_Problem statement_
From the listing below, copy every line with the word "that".

_Record extracts_

------------------------------------------------------------------------

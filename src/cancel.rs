//! Call contexts: cancellation plus values that travel with every RPC and wait.
//!
//! Normal operations run under a [`CallContext`] whose cancellation is tied to
//! the user's interrupt. Cleanup must keep going after that cancellation fires,
//! so it runs under a [`DetachedContext`], which keeps the trace id but drops
//! cancellation. Teardown APIs take `&DetachedContext` so a call site cannot
//! hand them the cancellable context by accident.

use chrono::Utc;
use std::ops::Deref;
use std::sync::{Arc, Condvar, Mutex, Weak};
use std::time::{Duration, Instant};

use crate::error::TetherError;

#[derive(Debug, Default)]
struct CancelState {
    cancelled: Mutex<bool>,
    condvar: Condvar,
    children: Mutex<Vec<Weak<CancelState>>>,
}

impl CancelState {
    fn is_cancelled(&self) -> bool {
        self.cancelled.lock().map(|flag| *flag).unwrap_or(true)
    }

    fn cancel(&self) {
        if let Ok(mut flag) = self.cancelled.lock() {
            if *flag {
                return;
            }
            *flag = true;
            self.condvar.notify_all();
        }
        let children = self
            .children
            .lock()
            .map(|children| children.clone())
            .unwrap_or_default();
        for child in children.iter().filter_map(Weak::upgrade) {
            child.cancel();
        }
    }
}

#[derive(Debug, Clone)]
pub struct CallContext {
    cancel: Option<Arc<CancelState>>,
    trace_id: Arc<str>,
}

/// Cancels the context it was created with (and every context derived from it).
#[derive(Debug, Clone)]
pub struct CancelHandle {
    state: Arc<CancelState>,
}

impl CancelHandle {
    pub fn cancel(&self) {
        self.state.cancel();
    }
}

/// A context that never reports cancellation. Only [`CallContext::detached`]
/// creates one.
#[derive(Debug, Clone)]
pub struct DetachedContext(CallContext);

impl Deref for DetachedContext {
    type Target = CallContext;

    fn deref(&self) -> &CallContext {
        &self.0
    }
}

impl CallContext {
    pub fn background() -> Self {
        let now = Utc::now();
        let trace_id = format!(
            "{}-{:x}",
            now.format("%Y%m%dT%H%M%S"),
            u64::from(std::process::id()) << 16 ^ u64::from(now.timestamp_subsec_micros())
        );
        Self {
            cancel: None,
            trace_id: Arc::from(trace_id),
        }
    }

    pub fn with_trace_id(trace_id: &str) -> Self {
        Self {
            cancel: None,
            trace_id: Arc::from(trace_id),
        }
    }

    /// Derive a child context that is cancelled either through the returned
    /// handle or when this context is cancelled.
    pub fn with_cancel(&self) -> (Self, CancelHandle) {
        let state = Arc::new(CancelState::default());
        if let Some(parent) = &self.cancel {
            if let Ok(mut children) = parent.children.lock() {
                children.retain(|child| child.strong_count() > 0);
                children.push(Arc::downgrade(&state));
            }
            if parent.is_cancelled() {
                state.cancel();
            }
        }
        let ctx = Self {
            cancel: Some(Arc::clone(&state)),
            trace_id: Arc::clone(&self.trace_id),
        };
        (ctx, CancelHandle { state })
    }

    /// Same values, no cancellation and no deadline.
    pub fn detached(&self) -> DetachedContext {
        DetachedContext(Self {
            cancel: None,
            trace_id: Arc::clone(&self.trace_id),
        })
    }

    pub fn trace_id(&self) -> &str {
        &self.trace_id
    }

    pub fn is_cancelled(&self) -> bool {
        self.cancel
            .as_ref()
            .map(|state| state.is_cancelled())
            .unwrap_or(false)
    }

    pub fn check(&self) -> Result<(), TetherError> {
        if self.is_cancelled() {
            return Err(TetherError::Cancelled);
        }
        Ok(())
    }

    /// Sleep for `duration`, returning early with `Cancelled` if the context
    /// is cancelled meanwhile.
    pub fn sleep(&self, duration: Duration) -> Result<(), TetherError> {
        let Some(state) = &self.cancel else {
            std::thread::sleep(duration);
            return Ok(());
        };
        let deadline = Instant::now() + duration;
        let mut cancelled = state
            .cancelled
            .lock()
            .map_err(|_| TetherError::Process("cancel state lock poisoned".to_string()))?;
        loop {
            if *cancelled {
                return Err(TetherError::Cancelled);
            }
            let now = Instant::now();
            if now >= deadline {
                return Ok(());
            }
            let (guard, _) = state
                .condvar
                .wait_timeout(cancelled, deadline - now)
                .map_err(|_| TetherError::Process("cancel state lock poisoned".to_string()))?;
            cancelled = guard;
        }
    }
}

/// Poll `ready` up to `attempts` times, sleeping `interval` between tries.
/// Returns `Ok(true)` as soon as `ready` does, `Ok(false)` once the attempts
/// run out.
pub fn poll_until<F>(
    ctx: &CallContext,
    attempts: u32,
    interval: Duration,
    mut ready: F,
) -> Result<bool, TetherError>
where
    F: FnMut() -> Result<bool, TetherError>,
{
    for attempt in 0..attempts {
        if ready()? {
            return Ok(true);
        }
        if attempt + 1 < attempts {
            ctx.sleep(interval)?;
        }
    }
    Ok(false)
}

------------------------------------------------------------------------

_Response area_
//! Call contexts: cancellation plus values that travel with every RPC and wait.
//! the user's interrupt. Cleanup must keep going after that cancellation fires,
/// A context that never reports cancellation. Only [`CallContext::detached`]
    /// Derive a child context that is cancelled either through the returned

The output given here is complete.